What the exercise asks:
Using the data below, report how many lines hold the word "WHERE". Include nothing else in the reply.
═══ Supplied records ═══
//! Order repository.
//!
//! An order is inserted exactly once, as a single atomic statement; the two
//! status transitions are single-row updates. Nothing here ever rewrites
//! `line_items`.

use sqlx::postgres::PgRow;
use sqlx::types::Json;
use sqlx::{PgPool, Row};

use kirana_core::{Money, OrderId, UserId};

use super::RepositoryError;
use crate::models::order::NewOrder;
use crate::models::{Order, OrderLine, PaymentResult, ShippingAddress};

const ORDER_COLUMNS: &str = "id, user_id, line_items, shipping_address, payment_method, \
                             items_price, tax_price, shipping_price, total_price, \
                             is_paid, paid_at, payment_result, is_delivered, delivered_at, \
                             created_at";

/// Repository for order database operations.
pub struct OrderRepository<'a> {
    pool: &'a PgPool,
}

impl<'a> OrderRepository<'a> {
    /// Create a new order repository.
    #[must_use]
    pub const fn new(pool: &'a PgPool) -> Self {
        Self { pool }
    }

    /// Insert an order. Both status flags start false.
    ///
    /// # Errors
    ///
    /// Returns `RepositoryError::Database` if the insert fails; no partial
    /// order is left behind.
    pub async fn create(&self, new: &NewOrder) -> Result<Order, RepositoryError> {
        let row = sqlx::query(&format!(
            "INSERT INTO orders \
             (user_id, line_items, shipping_address, payment_method, \
              items_price, tax_price, shipping_price, total_price) \
             VALUES ($1, $2, $3, $4, $5, $6, $7, $8) \
             RETURNING {ORDER_COLUMNS}"
        ))
        .bind(new.user_id.as_i32())
        .bind(Json(&new.line_items))
        .bind(Json(&new.shipping_address))
        .bind(&new.payment_method)
        .bind(new.items_price.amount())
        .bind(new.tax_price.amount())
        .bind(new.shipping_price.amount())
        .bind(new.total_price.amount())
        .fetch_one(self.pool)
        .await?;

        order_from_row(&row)
    }

    /// Get one order.
    ///
    /// # Errors
    ///
    /// Returns `RepositoryError::Database` if the query fails.
    pub async fn get(&self, id: OrderId) -> Result<Option<Order>, RepositoryError> {
        let row = sqlx::query(&format!("SELECT {ORDER_COLUMNS} FROM orders WHERE id = $1"))
            .bind(id.as_i32())
            .fetch_optional(self.pool)
            .await?;

        row.as_ref().map(order_from_row).transpose()
    }

    /// List one account's orders, newest first.
    ///
    /// # Errors
    ///
    /// Returns `RepositoryError::Database` if the query fails.
    pub async fn list_for_user(&self, user_id: UserId) -> Result<Vec<Order>, RepositoryError> {
        let rows = sqlx::query(&format!(
            "SELECT {ORDER_COLUMNS} FROM orders WHERE user_id = $1 ORDER BY created_at DESC"
        ))
        .bind(user_id.as_i32())
        .fetch_all(self.pool)
        .await?;

        rows.iter().map(order_from_row).collect()
    }

    /// List every order (admin surface), newest first.
    ///
    /// # Errors
    ///
    /// Returns `RepositoryError::Database` if the query fails.
    pub async fn list_all(&self) -> Result<Vec<Order>, RepositoryError> {
        let rows = sqlx::query(&format!(
            "SELECT {ORDER_COLUMNS} FROM orders ORDER BY created_at DESC"
        ))
        .fetch_all(self.pool)
        .await?;

        rows.iter().map(order_from_row).collect()
    }

    /// Transition `is_paid` to true, stamping `paid_at` and storing the
    /// gateway echo. Calling again re-stamps.
    ///
    /// # Errors
    ///
    /// Returns `RepositoryError::NotFound` if the order doesn't exist.
    /// Returns `RepositoryError::Database` for other database errors.
    pub async fn mark_paid(
        &self,
        id: OrderId,
        payment: &PaymentResult,
    ) -> Result<Order, RepositoryError> {
        let row = sqlx::query(&format!(
            "UPDATE orders \
             SET is_paid = TRUE, paid_at = now(), payment_result = $2 \
             WHERE id = $1 \
             RETURNING {ORDER_COLUMNS}"
        ))
        .bind(id.as_i32())
        .bind(Json(payment))
        .fetch_optional(self.pool)
        .await?
        .ok_or(RepositoryError::NotFound)?;

        order_from_row(&row)
    }

    /// Transition `is_delivered` to true, stamping `delivered_at`. Calling
    /// again re-stamps.
    ///
    /// # Errors
    ///
    /// Returns `RepositoryError::NotFound` if the order doesn't exist.
    /// Returns `RepositoryError::Database` for other database errors.
    pub async fn mark_delivered(&self, id: OrderId) -> Result<Order, RepositoryError> {
        let row = sqlx::query(&format!(
            "UPDATE orders \
             SET is_delivered = TRUE, delivered_at = now() \
             WHERE id = $1 \
             RETURNING {ORDER_COLUMNS}"
        ))
        .bind(id.as_i32())
        .fetch_optional(self.pool)
        .await?
        .ok_or(RepositoryError::NotFound)?;

        order_from_row(&row)
    }
}

/// Map an order row to the domain type.
fn order_from_row(row: &PgRow) -> Result<Order, RepositoryError> {
    let Json(line_items): Json<Vec<OrderLine>> = row.try_get("line_items")?;
    let Json(shipping_address): Json<ShippingAddress> = row.try_get("shipping_address")?;
    let payment_result: Option<Json<PaymentResult>> = row.try_get("payment_result")?;

    Ok(Order {
        id: OrderId::new(row.try_get("id")?),
        user_id: UserId::new(row.try_get("user_id")?),
        line_items,
        shipping_address,
        payment_method: row.try_get("payment_method")?,
        items_price: Money::new(row.try_get("items_price")?),
        tax_price: Money::new(row.try_get("tax_price")?),
        shipping_price: Money::new(row.try_get("shipping_price")?),
        total_price: Money::new(row.try_get("total_price")?),
        is_paid: row.try_get("is_paid")?,
        paid_at: row.try_get("paid_at")?,
        payment_result: payment_result.map(|Json(p)| p),
        is_delivered: row.try_get("is_delivered")?,
        delivered_at: row.try_get("delivered_at")?,
        created_at: row.try_get("created_at")?,
    })
}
═══
Task result:
4